Дневник Александра Александровича в полной мере передает те муки сердца, которые испытывал двадцатилетний молодой человек, разрываясь между чувством первой любви и чувством долга будущего монарха. На рубеже 1865–1866 годов состоялись разговоры сына с родителями о женитьбе на принцессе Дагмаре. Цесаревич дал свое согласие. Но забыть любимую девушку он не мог. В его дневнике 15 марта 1866 года есть запись: «Я ее [Марию] не на шутку люблю, и если бы был свободным человеком, то непременно бы женился…». В апреле 1866 года одна из французских газет напечатала статью об увлечении русского цесаревича княжной Мещерской. Заметку перепечатал ряд европейских изданий, в том числе в Дании. Необходимо было окончательное решение. 29 мая княжна Мария выехала во Францию. В этот день произошло ее прощальное свидание с наследником престола. В Париже она вышла замуж за князя П.П. Демидова и умерла летом 1868 года при родах. В свою очередь, Александр Александрович стал мужем принцессы Дагмары (Марии Федоровны), и их брак в личном плане оказался очень счастливым[166].

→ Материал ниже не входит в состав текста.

//! Automated test bench for a three-fuse resistor network.
//!
//! `fusebench` drives three programmable voltage sources (one per fuse path)
//! through all eight on/off combinations, reads the network output with a
//! DC voltmeter, and judges every reading against a predicted value and a
//! tolerance window. Each piece is available as an individual crate and is
//! re-exported here.
//!
//! # Crates
//!
//! - [`core`]: events, cooperative cancellation, and the shared error type
//! - [`circuit`]: fuse states, the circuit model, tolerances, and test cases
//! - [`instrument`]: voltage source and voltmeter contracts, plus simulated
//!   instruments (`sim` feature)
//! - [`sequencer`]: the orchestrator that runs the cases and powers the bench
//!   down safely
//!
//! # Usage
//!
//! ```toml
//! [dependencies]
//! fusebench = { version = "0.1", features = ["tracing"] }
//! ```
//!
//! # Example
//!
//! ```rust,no_run
//! # #[cfg(feature = "sim")]
//! # {
//! use fusebench::instrument::sim::{SimulatedVoltMeter, SimulatedVoltageSource};
//! use fusebench::sequencer::{SequenceOrchestrator, SequencerConfig};
//! use std::sync::Arc;
//!
//! # async fn example() {
//! let sources = ["V1", "V2", "V3"].map(|name| {
//!     Arc::new(SimulatedVoltageSource::builder().name(name).build())
//! });
//! let meter = Arc::new(SimulatedVoltMeter::builder().name("DMM").build());
//!
//! let config = SequencerConfig::builder()
//!     .on_result(|result| println!("{}: {}", result.name(), result.message()))
//!     .build();
//!
//! let outcome = SequenceOrchestrator::new(sources, meter, config)
//!     .start()
//!     .await;
//! println!("{outcome:?}");
//! # }
//! # }
//! ```

pub use fusebench_circuit as circuit;
pub use fusebench_core as core;
pub use fusebench_instrument as instrument;
pub use fusebench_sequencer as sequencer;
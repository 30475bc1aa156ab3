//! Integration tests for the sequence orchestrator.
//!
//! The doubles here record every instrument call so tests can check the
//! exact protocol, and can be scripted to fail, panic, or hang on a chosen
//! case.

pub mod cancellation;
pub mod lifecycle;

use fusebench_core::BenchError;
use fusebench_instrument::{
    Integration, MeasurementContext, MeterRange, SourceLimits, VoltMeter, VoltageSource,
};
use fusebench_sequencer::{
    SequenceEvent, SequenceOrchestrator, SequencerConfig, SequencerConfigBuilder, TestResult,
};
use std::sync::atomic::{AtomicBool, Ordering};
use std::sync::{Arc, Mutex};
use std::time::Duration;
use tokio::sync::mpsc::{self, UnboundedReceiver};

/// One call received by a [`FakeSource`].
#[derive(Debug, Clone, PartialEq)]
pub enum Call {
    SetCurrentLimit(f64),
    SetVoltage(f64),
    Enable,
    Disable,
}

/// A voltage source that records calls and never sleeps.
#[derive(Default)]
pub struct FakeSource {
    calls: Mutex<Vec<Call>>,
    enabled: AtomicBool,
    voltage: Mutex<f64>,
    fail_disable: AtomicBool,
}

impl FakeSource {
    pub fn new() -> Arc<Self> {
        Arc::new(Self::default())
    }

    /// A source whose `disable` always fails.
    pub fn failing_disable() -> Arc<Self> {
        let source = Self::default();
        source.fail_disable.store(true, Ordering::SeqCst);
        Arc::new(source)
    }

    pub fn calls(&self) -> Vec<Call> {
        self.calls.lock().unwrap().clone()
    }

    pub fn is_on(&self) -> bool {
        self.enabled.load(Ordering::SeqCst)
    }

    pub fn volts(&self) -> f64 {
        *self.voltage.lock().unwrap()
    }

    fn record(&self, call: Call) {
        self.calls.lock().unwrap().push(call);
    }
}

impl VoltageSource for FakeSource {
    fn limits(&self) -> SourceLimits {
        SourceLimits::default()
    }

    async fn enable(&self) -> Result<(), BenchError> {
        self.record(Call::Enable);
        self.enabled.store(true, Ordering::SeqCst);
        Ok(())
    }

    async fn disable(&self) -> Result<(), BenchError> {
        self.record(Call::Disable);
        if self.fail_disable.load(Ordering::SeqCst) {
            return Err(BenchError::fault("fake source", "output relay stuck"));
        }
        self.enabled.store(false, Ordering::SeqCst);
        Ok(())
    }

    async fn set_voltage(&self, volts: f64) -> Result<(), BenchError> {
        self.limits().check_voltage(volts)?;
        self.record(Call::SetVoltage(volts));
        *self.voltage.lock().unwrap() = volts;
        Ok(())
    }

    async fn set_current_limit(&self, amps: f64) -> Result<(), BenchError> {
        self.limits().check_current(amps)?;
        self.record(Call::SetCurrentLimit(amps));
        Ok(())
    }

    async fn read_back_voltage(&self) -> Result<f64, BenchError> {
        Ok(self.volts())
    }

    async fn is_enabled(&self) -> Result<bool, BenchError> {
        Ok(self.is_on())
    }
}

/// A meter that reads the expected voltage of the case (plus an offset).
#[derive(Default)]
pub struct ExactMeter {
    offset: f64,
    fail_on: Option<&'static str>,
    panic_on: Option<&'static str>,
    hang_on: Option<&'static str>,
    reads: Mutex<Vec<(String, MeterRange, Integration)>>,
}

impl ExactMeter {
    pub fn new() -> Self {
        Self::default()
    }

    pub fn offset(mut self, volts: f64) -> Self {
        self.offset = volts;
        self
    }

    pub fn failing_on(mut self, case: &'static str) -> Self {
        self.fail_on = Some(case);
        self
    }

    pub fn panicking_on(mut self, case: &'static str) -> Self {
        self.panic_on = Some(case);
        self
    }

    pub fn hanging_on(mut self, case: &'static str) -> Self {
        self.hang_on = Some(case);
        self
    }

    pub fn reads(&self) -> Vec<(String, MeterRange, Integration)> {
        self.reads.lock().unwrap().clone()
    }
}

impl VoltMeter for ExactMeter {
    async fn read_voltage(
        &self,
        range: MeterRange,
        integration: Integration,
        context: Option<&MeasurementContext>,
    ) -> Result<f64, BenchError> {
        let Some(context) = context else {
            return Ok(0.0);
        };
        let label = context.label.as_str();
        self.reads
            .lock()
            .unwrap()
            .push((label.to_string(), range, integration));

        if self.panic_on == Some(label) {
            panic!("meter exploded");
        }
        if self.hang_on == Some(label) {
            tokio::time::sleep(Duration::from_secs(3600)).await;
        }
        if self.fail_on == Some(label) {
            return Err(BenchError::fault("DMM", "no trigger response"));
        }
        Ok(context.expected_voltage + self.offset)
    }
}

pub type Rig = SequenceOrchestrator<FakeSource, ExactMeter>;

/// Builds an orchestrator over three fresh sources.
pub fn rig(meter: ExactMeter, config: SequencerConfig) -> (Arc<Rig>, [Arc<FakeSource>; 3]) {
    rig_with_sources([FakeSource::new(), FakeSource::new(), FakeSource::new()], meter, config)
}

pub fn rig_with_sources(
    sources: [Arc<FakeSource>; 3],
    meter: ExactMeter,
    config: SequencerConfig,
) -> (Arc<Rig>, [Arc<FakeSource>; 3]) {
    let orchestrator = SequenceOrchestrator::new(sources.clone(), Arc::new(meter), config);
    (Arc::new(orchestrator), sources)
}

/// Adds a channel listener to `builder` and returns the receiving end.
pub fn with_channel(
    builder: SequencerConfigBuilder,
) -> (SequencerConfig, UnboundedReceiver<SequenceEvent>) {
    let (tx, rx) = mpsc::unbounded_channel();
    (builder.listener(tx).build(), rx)
}

pub fn drain(rx: &mut UnboundedReceiver<SequenceEvent>) -> Vec<SequenceEvent> {
    let mut events = Vec::new();
    while let Ok(event) = rx.try_recv() {
        events.push(event);
    }
    events
}

pub fn statuses(events: &[SequenceEvent]) -> Vec<String> {
    events
        .iter()
        .filter_map(|event| match event {
            SequenceEvent::StatusChanged { text, .. } => Some(text.clone()),
            _ => None,
        })
        .collect()
}

pub fn results(events: &[SequenceEvent]) -> Vec<TestResult> {
    events
        .iter()
        .filter_map(|event| match event {
            SequenceEvent::TestResultAvailable { result, .. } => Some(result.clone()),
            _ => None,
        })
        .collect()
}

pub fn assert_powered_down(sources: &[Arc<FakeSource>; 3]) {
    for (index, source) in sources.iter().enumerate() {
        assert!(!source.is_on(), "source {index} left enabled");
        assert_eq!(source.volts(), 0.0, "source {index} left at {} V", source.volts());
    }
}
//! Acceptance windows around an expected voltage.

/// An inclusive `[min, max]` acceptance band.
///
/// The lower bound is deliberately not clamped at zero: a reading that cannot
/// go negative simply never violates a negative lower bound.
#[derive(Debug, Clone, Copy, PartialEq)]
pub struct ToleranceWindow {
    min: f64,
    max: f64,
}

impl ToleranceWindow {
    /// Builds the window from a relative tolerance (percent) and an
    /// absolute floor (volts):
    ///
    /// `min = expected·(1 − percent/100) − absolute`,
    /// `max = expected·(1 + percent/100) + absolute`.
    pub fn new(expected: f64, percent: f64, absolute: f64) -> Self {
        Self {
            min: expected * (1.0 - percent / 100.0) - absolute,
            max: expected * (1.0 + percent / 100.0) + absolute,
        }
    }

    /// Lower bound, inclusive.
    pub fn min(&self) -> f64 {
        self.min
    }

    /// Upper bound, inclusive.
    pub fn max(&self) -> f64 {
        self.max
    }

    /// Width of the band.
    pub fn width(&self) -> f64 {
        self.max - self.min
    }

    /// Returns `true` if `value` lies inside the band (bounds included).
    pub fn contains(&self, value: f64) -> bool {
        value >= self.min && value <= self.max
    }
}

/// Tolerance policy shared by every test case of a sequence.
#[derive(Debug, Clone, Copy, PartialEq)]
#[cfg_attr(feature = "serde", derive(serde::Serialize, serde::Deserialize))]
pub struct TolerancePolicy {
    /// Relative tolerance, in percent of the expected value.
    pub percent: f64,
    /// Absolute tolerance floor, in volts.
    pub absolute: f64,
}

impl TolerancePolicy {
    /// Creates a policy.
    pub fn new(percent: f64, absolute: f64) -> Self {
        Self { percent, absolute }
    }

    /// Window for `expected` under this policy.
    pub fn window(&self, expected: f64) -> ToleranceWindow {
        ToleranceWindow::new(expected, self.percent, self.absolute)
    }
}

impl Default for TolerancePolicy {
    /// 2 % relative, 5 mV absolute.
    fn default() -> Self {
        Self {
            percent: 2.0,
            absolute: 0.005,
        }
    }
}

Из этого видно, что перлюстрация письма Александра Александровича, если таковое существовало, могла произойти до конца мая 1866 года. Но в то время влюбленные находились рядом и посылать письма по почте не было необходимости. Граф П.А. Шувалов же был назначен начальником III Отделения и шефом Корпуса жандармов лишь 10 апреля 1866 года, будучи до этого генерал-губернатором Прибалтики (Остзейского края). В результате эпизод, рассказанный В.Д. Новицким, представляется недостоверным.

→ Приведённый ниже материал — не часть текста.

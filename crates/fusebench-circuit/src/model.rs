//! Parallel-conductance voltage divider model of the fuse network.
//!
//! A pull-up resistor ties the output node to the supply. Every driven fuse
//! adds its resistance in parallel from the output node to the return path,
//! so the output is the divider formed by the pull-up against the parallel
//! combination of the active fuse paths:
//!
//! ```text
//! V_out = Vcc · Rp / (R_pullup + Rp),    Rp = 1 / Σ(1 / R_i) over active fuses
//! ```
//!
//! With no fuse active there is no lower leg and the output sits at `Vcc`.

use crate::fuse::{FuseStates, FUSE_COUNT};

/// Resistor values and supply of the network under test.
#[derive(Debug, Clone, Copy, PartialEq)]
#[cfg_attr(feature = "serde", derive(serde::Serialize, serde::Deserialize))]
pub struct CircuitParams {
    /// Supply voltage feeding the pull-up, in volts.
    pub supply_voltage: f64,
    /// Pull-up resistance, in ohms.
    pub pullup_ohms: f64,
    /// Fuse path resistances F1, F2, F3, in ohms.
    pub fuse_ohms: [f64; FUSE_COUNT],
}

impl CircuitParams {
    /// Sets the supply voltage.
    pub fn with_supply_voltage(mut self, volts: f64) -> Self {
        self.supply_voltage = volts;
        self
    }

    /// Sets the pull-up resistance.
    pub fn with_pullup_ohms(mut self, ohms: f64) -> Self {
        self.pullup_ohms = ohms;
        self
    }

    /// Sets the fuse path resistances.
    pub fn with_fuse_ohms(mut self, ohms: [f64; FUSE_COUNT]) -> Self {
        self.fuse_ohms = ohms;
        self
    }
}

impl Default for CircuitParams {
    /// 3.3 V supply, 4.7 kΩ pull-up, fuses of 12 kΩ, 24 kΩ and 47 kΩ.
    fn default() -> Self {
        Self {
            supply_voltage: 3.3,
            pullup_ohms: 4_700.0,
            fuse_ohms: [12_000.0, 24_000.0, 47_000.0],
        }
    }
}

/// Computes the expected output voltage for a set of fuse states.
#[derive(Debug, Clone, Copy, PartialEq, Default)]
pub struct CircuitModel {
    params: CircuitParams,
}

impl CircuitModel {
    /// Creates a model for the given circuit parameters.
    pub fn new(params: CircuitParams) -> Self {
        Self { params }
    }

    /// Returns the circuit parameters.
    pub fn params(&self) -> &CircuitParams {
        &self.params
    }

    /// Expected output voltage with the three fuses in the given states.
    pub fn expected_voltage(&self, f1: bool, f2: bool, f3: bool) -> f64 {
        self.expected_voltage_for(FuseStates::new(f1, f2, f3))
    }

    /// Expected output voltage for a [`FuseStates`] value.
    pub fn expected_voltage_for(&self, states: FuseStates) -> f64 {
        let conductance: f64 = states
            .iter()
            .zip(self.params.fuse_ohms)
            .filter(|(active, _)| *active)
            .map(|(_, ohms)| 1.0 / ohms)
            .sum();

        if conductance == 0.0 {
            return self.params.supply_voltage;
        }

        let parallel = 1.0 / conductance;
        self.params.supply_voltage * parallel / (self.params.pullup_ohms + parallel)
    }
}
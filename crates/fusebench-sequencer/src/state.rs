//! Sequence lifecycle state.

use std::sync::atomic::{AtomicU8, Ordering};

/// Lifecycle state of a [`SequenceOrchestrator`](crate::SequenceOrchestrator).
///
/// `Idle → Running → {Completed | Cancelled | Failed}`. A terminal state
/// behaves like `Idle`: the next run starts from it.
#[derive(Debug, Clone, Copy, PartialEq, Eq, Hash)]
#[cfg_attr(feature = "serde", derive(serde::Serialize))]
pub enum SequenceState {
    /// No run has happened yet.
    Idle,
    /// A run is in progress.
    Running,
    /// The last run went through every case.
    Completed,
    /// The last run stopped on cancellation.
    Cancelled,
    /// The last run stopped on an unexpected error.
    Failed,
}

impl SequenceState {
    /// Returns `true` for `Completed`, `Cancelled`, and `Failed`.
    pub fn is_terminal(&self) -> bool {
        matches!(
            self,
            SequenceState::Completed | SequenceState::Cancelled | SequenceState::Failed
        )
    }

    fn encode(self) -> u8 {
        match self {
            SequenceState::Idle => 0,
            SequenceState::Running => 1,
            SequenceState::Completed => 2,
            SequenceState::Cancelled => 3,
            SequenceState::Failed => 4,
        }
    }

    fn decode(encoded: u8) -> Self {
        match encoded {
            0 => SequenceState::Idle,
            1 => SequenceState::Running,
            2 => SequenceState::Completed,
            3 => SequenceState::Cancelled,
            _ => SequenceState::Failed,
        }
    }
}

/// Lock-free holder for the current state.
#[derive(Debug)]
pub(crate) struct StateCell {
    state: AtomicU8,
}

impl StateCell {
    pub(crate) fn new() -> Self {
        Self {
            state: AtomicU8::new(SequenceState::Idle.encode()),
        }
    }

    pub(crate) fn get(&self) -> SequenceState {
        SequenceState::decode(self.state.load(Ordering::Acquire))
    }

    /// Moves to `Running` unless already running. Returns the previous state.
    pub(crate) fn try_begin(&self) -> Option<SequenceState> {
        let running = SequenceState::Running.encode();
        let mut current = self.state.load(Ordering::Acquire);
        loop {
            if current == running {
                return None;
            }
            match self.state.compare_exchange_weak(
                current,
                running,
                Ordering::AcqRel,
                Ordering::Acquire,
            ) {
                Ok(previous) => return Some(SequenceState::decode(previous)),
                Err(actual) => current = actual,
            }
        }
    }

    /// Stores `state`, returning the previous one.
    pub(crate) fn swap(&self, state: SequenceState) -> SequenceState {
        SequenceState::decode(self.state.swap(state.encode(), Ordering::AcqRel))
    }
}
//! Gas-sponsored meta-transactions for Conveyor-protected contracts.
//!
//! Instead of paying network fees directly, a caller signs an EIP-712
//! forward request authorizing the Conveyor forwarder to execute the call on
//! their behalf and collect a fee in an ERC-20 token. This crate builds and
//! signs those requests, optionally bundles a token permit so no prior
//! approval transaction is needed, dispatches them to a relay, and resolves
//! the forwarded call's true outcome from the receipt logs (the forwarder
//! records failure in an event instead of reverting, so neither the relay's
//! reply nor the transaction status alone can be trusted).
//!
//! # Usage
//!
//! ```ignore
//! use alloy_provider::ProviderBuilder;
//! use alloy_signer_local::PrivateKeySigner;
//! use conveyor_rs::{Conveyor, ConveyorConfig, ConveyorEnvironment, SubmitOptions};
//!
//! let provider = ProviderBuilder::new().connect_http("https://polygon-rpc.com".parse()?);
//! let signer: PrivateKeySigner = private_key.parse()?;
//! let config = ConveyorConfig::for_environment(ConveyorEnvironment::Production, 137);
//! let conveyor = Conveyor::new(provider, signer, config)?;
//!
//! let response = conveyor.submit_with_permit(&options).await?;
//! ```
//!
//! # Modules
//!
//! - [`conveyor`]: the orchestrator façade.
//! - [`signing`]: EIP-712 document construction and signing.
//! - [`fee`]: gas-cost to fee-token conversion.
//! - [`relay`]: relay payload assembly and dispatch.
//! - [`receipt`]: outcome resolution from receipt logs.
//! - [`networks`]: known chains, price routes, and permit schemas.
//! - [`config`]: per-instance configuration.

pub mod config;
pub mod contracts;
pub mod conveyor;
pub mod error;
pub mod fee;
pub mod networks;
pub mod receipt;
pub mod relay;
pub mod signing;
pub mod types;

pub use config::{ConveyorConfig, ConveyorEnvironment, DomainBinding, ReceiptPolicy};
pub use conveyor::{Conveyor, SubmitOptions};
pub use error::ConveyorError;
pub use fee::{CoinGeckoPriceSource, FeeQuoter, PriceSource};
pub use networks::PermitKind;
pub use receipt::ReceiptVerifier;
pub use relay::{RelayClient, RelayMethod, RelayRequest, SignerKind};
pub use signing::Eip712Signer;
pub use types::{
    ForwardRequest, PermitAuthorization, RelayOutcome, RelayResponse, SignaturePackage,
    SigningDomain, TypedDocument,
};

Откровенно лживым является утверждение Новицкого, что якобы со времени Александра III перлюстрация писем «практиковалась чрез особых доверенных почтовых цензоров, которые никакого отношения и сношения с чинами корпуса жандармов никогда не имели [курсив мой. — В.И.]»[167]. Это опровергается огромным количеством документов, доказывающих непосредственное сотрудничество тружеников перлюстрации со служителями политической полиции.

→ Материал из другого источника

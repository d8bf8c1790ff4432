//! Relay request assembly and dispatch.
//!
//! A relay request is a single JSON-RPC style call at a versioned method
//! path, carrying the signed document(s) and split signature components as
//! ordered parameters. Once built, a request is immutable; dispatch picks one
//! endpoint at random from the configured pool of equivalents.

use alloy_primitives::{B256, Signature};
use rand::Rng;
use reqwest::Client;
use serde::{Deserialize, Serialize};
use serde_json::Value;
use tracing::debug;
use url::Url;

use crate::error::ConveyorError;
use crate::networks::PermitKind;
use crate::types::{ForwardRequest, PermitAuthorization, RelayResponse, SignaturePackage};

/// The relay operations, each addressed at its own method path.
#[derive(Debug, Clone, Copy, PartialEq, Eq)]
pub enum RelayMethod {
    /// Plain forwarded execution.
    Execute,
    /// Execution with a bundled EIP-2612 permit.
    ExecuteWithPermit,
    /// Execution with a bundled DAI-style permit.
    ExecuteWithDaiPermit,
    /// Execution on behalf of a caller whose authentication kind must be
    /// tagged so the relay applies the right verification path.
    ExecuteV2,
}

impl RelayMethod {
    /// Selects the operation from the shape of the inputs. Pure function: a
    /// contract-account caller always takes the tagged variant; otherwise the
    /// permit's schema decides.
    pub fn select(permit: Option<PermitKind>, caller_is_contract: bool) -> Self {
        if caller_is_contract {
            return Self::ExecuteV2;
        }
        match permit {
            None => Self::Execute,
            Some(PermitKind::Allowance) => Self::ExecuteWithDaiPermit,
            Some(PermitKind::Standard) => Self::ExecuteWithPermit,
        }
    }

    pub fn path(&self) -> &'static str {
        match self {
            Self::Execute => "/v3/metaTx/execute",
            Self::ExecuteWithPermit => "/v3/metaTx/executeWithPermit",
            Self::ExecuteWithDaiPermit => "/v3/metaTx/executeWithDAIPermit",
            Self::ExecuteV2 => "/v3/metaTx/executeV2",
        }
    }
}

/// How the relay should verify the caller's signature.
#[derive(Debug, Clone, Copy, PartialEq, Eq)]
pub enum SignerKind {
    /// Key-holding account; ECDSA recovery applies.
    KeyHolder,
    /// Smart-contract account; the forwarder verifies via the contract.
    Contract,
}

impl SignerKind {
    pub fn as_str(&self) -> &'static str {
        match self {
            Self::KeyHolder => "eoa",
            Self::Contract => "contract",
        }
    }
}

/// One immutable JSON-RPC request to the relay.
#[derive(Debug, Clone, PartialEq, Serialize, Deserialize)]
pub struct RelayRequest {
    pub jsonrpc: String,
    pub id: u64,
    pub method: String,
    pub params: Vec<Value>,
}

/// Assembles the relay payload for `method` from the signed forward message
/// and, for the permit variants, the signed permit.
///
/// Parameter order is part of the wire contract: the typed document followed
/// by the decimal `v` and hex `r`/`s` of its signature, then the same four
/// for the permit when present, then the signer-kind tag for [`RelayMethod::ExecuteV2`].
pub fn build_relay_request(
    method: RelayMethod,
    forward: &SignaturePackage<ForwardRequest>,
    permit: Option<&SignaturePackage<PermitAuthorization>>,
    signer_kind: SignerKind,
) -> Result<RelayRequest, ConveyorError> {
    let mut params = Vec::with_capacity(9);
    push_signed_document(&mut params, &forward.document, &forward.signature)?;
    if let Some(permit) = permit {
        push_signed_document(&mut params, &permit.document, &permit.signature)?;
    }
    if method == RelayMethod::ExecuteV2 {
        params.push(Value::from(signer_kind.as_str()));
    }
    Ok(RelayRequest {
        jsonrpc: "2.0".to_string(),
        id: 1,
        method: method.path().to_string(),
        params,
    })
}

fn push_signed_document<M: Serialize>(
    params: &mut Vec<Value>,
    document: &M,
    signature: &Signature,
) -> Result<(), ConveyorError> {
    let (v, r, s) = split_signature(signature);
    params.push(serde_json::to_value(document)?);
    params.push(Value::from(v.to_string()));
    params.push(Value::from(r.to_string()));
    params.push(Value::from(s.to_string()));
    Ok(())
}

/// Splits a signature into the legacy `(v, r, s)` triple the relay expects,
/// with `v` in `{27, 28}`.
pub fn split_signature(signature: &Signature) -> (u8, B256, B256) {
    let v = if signature.v() { 28 } else { 27 };
    let r = B256::from(signature.r().to_be_bytes::<32>());
    let s = B256::from(signature.s().to_be_bytes::<32>());
    (v, r, s)
}

/// HTTP client for the relay transport.
#[derive(Debug, Clone)]
pub struct RelayClient {
    http: Client,
    endpoints: Vec<Url>,
}

impl RelayClient {
    /// Builds a client over a pool of equivalent endpoints.
    pub fn new(endpoints: Vec<Url>) -> Result<Self, ConveyorError> {
        if endpoints.is_empty() {
            return Err(ConveyorError::Config(
                "relay endpoint pool is empty".to_string(),
            ));
        }
        Ok(Self {
            http: Client::new(),
            endpoints,
        })
    }

    /// POSTs the request to a randomly selected endpoint and parses the
    /// relay's acknowledgment. The reply is not the final truth about the
    /// forwarded call; callers resolve it against the receipt.
    pub async fn dispatch(&self, request: &RelayRequest) -> Result<RelayResponse, ConveyorError> {
        let endpoint = {
            let index = rand::rng().random_range(0..self.endpoints.len());
            &self.endpoints[index]
        };
        debug!(%endpoint, method = %request.method, "dispatching relay request");
        let response = self
            .http
            .post(endpoint.clone())
            .json(request)
            .send()
            .await?;
        Ok(response.error_for_status()?.json().await?)
    }
}

#[cfg(test)]
mod tests {
    use super::*;
    use crate::types::{SigningDomain, TypedDataTypes, TypedDocument};
    use alloy_primitives::{Bytes, U256, address};
    use alloy_signer_local::PrivateKeySigner;

    async fn signed_forward() -> SignaturePackage<ForwardRequest> {
        let signer = PrivateKeySigner::random();
        let request = ForwardRequest {
            from: signer.address(),
            to: address!("2222222222222222222222222222222222222222"),
            fee_token: address!("3333333333333333333333333333333333333333"),
            use_oracle_price_feed: false,
            max_token_amount: U256::from(9u64),
            deadline: U256::from(1_700_000_000u64),
            nonce: U256::from(1u64),
            data: Bytes::from(vec![0xaa]),
            extend_categories: vec![U256::from(3u64)],
        };
        crate::signing::build_forward_message(
            &signer,
            1,
            address!("84194C00E190dE7A10180853f6a28502Ad1A1029"),
            "Test",
            request,
            false,
        )
        .await
        .unwrap()
    }

    #[test]
    fn operation_selection_is_pure() {
        assert_eq!(RelayMethod::select(None, false), RelayMethod::Execute);
        assert_eq!(
            RelayMethod::select(Some(PermitKind::Standard), false),
            RelayMethod::ExecuteWithPermit
        );
        assert_eq!(
            RelayMethod::select(Some(PermitKind::Allowance), false),
            RelayMethod::ExecuteWithDaiPermit
        );
        assert_eq!(RelayMethod::select(None, true), RelayMethod::ExecuteV2);
        assert_eq!(
            RelayMethod::select(Some(PermitKind::Standard), true),
            RelayMethod::ExecuteV2
        );
    }

    #[tokio::test]
    async fn payload_round_trips_document_and_signature() {
        let forward = signed_forward().await;
        let request =
            build_relay_request(RelayMethod::Execute, &forward, None, SignerKind::KeyHolder)
                .unwrap();
        assert_eq!(request.method, "/v3/metaTx/execute");
        assert_eq!(request.params.len(), 4);

        let parsed: TypedDocument<ForwardRequest> =
            serde_json::from_value(request.params[0].clone()).unwrap();
        assert_eq!(parsed, forward.document);

        let v: u8 = request.params[1].as_str().unwrap().parse().unwrap();
        let r: B256 = request.params[2].as_str().unwrap().parse().unwrap();
        let s: B256 = request.params[3].as_str().unwrap().parse().unwrap();
        let rebuilt = Signature::new(r.into(), s.into(), v == 28);
        assert_eq!(rebuilt, forward.signature);
    }

    #[tokio::test]
    async fn execute_v2_appends_the_signer_kind_tag() {
        let forward = signed_forward().await;
        let request =
            build_relay_request(RelayMethod::ExecuteV2, &forward, None, SignerKind::Contract)
                .unwrap();
        assert_eq!(request.method, "/v3/metaTx/executeV2");
        assert_eq!(request.params.last().unwrap(), "contract");
    }

    #[tokio::test]
    async fn permit_parameters_follow_the_forward_message() {
        let forward = signed_forward().await;
        let signer = PrivateKeySigner::random();
        let permit = crate::signing::build_permit_message(
            &signer,
            1,
            address!("6B175474E89094C44Da98b954EedeAC495271d0F"),
            PermitKind::Allowance,
            address!("84194C00E190dE7A10180853f6a28502Ad1A1029"),
            U256::from(1_700_000_000u64),
            U256::ZERO,
            false,
        )
        .await
        .unwrap();
        let request = build_relay_request(
            RelayMethod::ExecuteWithDaiPermit,
            &forward,
            Some(&permit),
            SignerKind::KeyHolder,
        )
        .unwrap();
        assert_eq!(request.method, "/v3/metaTx/executeWithDAIPermit");
        assert_eq!(request.params.len(), 8);
        let parsed: TypedDocument<PermitAuthorization> =
            serde_json::from_value(request.params[4].clone()).unwrap();
        assert_eq!(parsed, permit.document);
    }

    #[test]
    fn split_signature_yields_legacy_v() {
        let signature = Signature::new(U256::from(1u64), U256::from(2u64), true);
        let (v, r, s) = split_signature(&signature);
        assert_eq!(v, 28);
        assert_eq!(U256::from_be_bytes(r.0), U256::from(1u64));
        assert_eq!(U256::from_be_bytes(s.0), U256::from(2u64));
    }

    mod dispatch {
        use super::*;
        use serde_json::json;
        use wiremock::matchers::{body_partial_json, method};
        use wiremock::{Mock, MockServer, ResponseTemplate};

        #[tokio::test]
        async fn posts_the_payload_and_parses_the_acknowledgment() {
            let server = MockServer::start().await;
            Mock::given(method("POST"))
                .and(body_partial_json(json!({
                    "jsonrpc": "2.0",
                    "method": "/v3/metaTx/execute"
                })))
                .respond_with(ResponseTemplate::new(200).set_body_json(json!({
                    "id": 1,
                    "jsonrpc": "2.0",
                    "result": {
                        "success": true,
                        "errorMessage": "",
                        "txnHash":
                            "0x1111111111111111111111111111111111111111111111111111111111111111"
                    }
                })))
                .expect(1)
                .mount(&server)
                .await;

            let forward = signed_forward().await;
            let request =
                build_relay_request(RelayMethod::Execute, &forward, None, SignerKind::KeyHolder)
                    .unwrap();
            let client = RelayClient::new(vec![server.uri().parse().unwrap()]).unwrap();
            let response = client.dispatch(&request).await.unwrap();
            assert!(response.result.success);
            assert!(response.result.txn_hash.is_some());
        }

        #[test]
        fn empty_endpoint_pool_is_rejected() {
            assert!(matches!(
                RelayClient::new(vec![]),
                Err(ConveyorError::Config(_))
            ));
        }
    }
}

Интересный источник — воспоминания бывших руководителей политического сыска России начала XX века: А.Т. Васильева, А.В. Герасимова, В.Ф. Джунковского, П.П. Заварзина, А.П. Мартынова[168]. Но и здесь необходимо соблюдать все принципы работы с мемуарами. Например, вице-директор и директор Департамента полиции МВД в 1913‐м — феврале 1917 года А.Т. Васильев, вспоминая о перлюстрации, писал, что «у законопослушных граждан не было никакого основания бояться почтовой цензуры, так как частными делами она в принципе не занималась»[169]. Товарищ министра внутренних дел в 1913–1915 годах В.Ф. Джунковский утверждал, что он «наистрожайше запретил всякую перлюстрацию, помимо “штатных”, хотя и совершенно секретных “черных кабинетов”»[170]. Это также, как увидит читатель, неверно.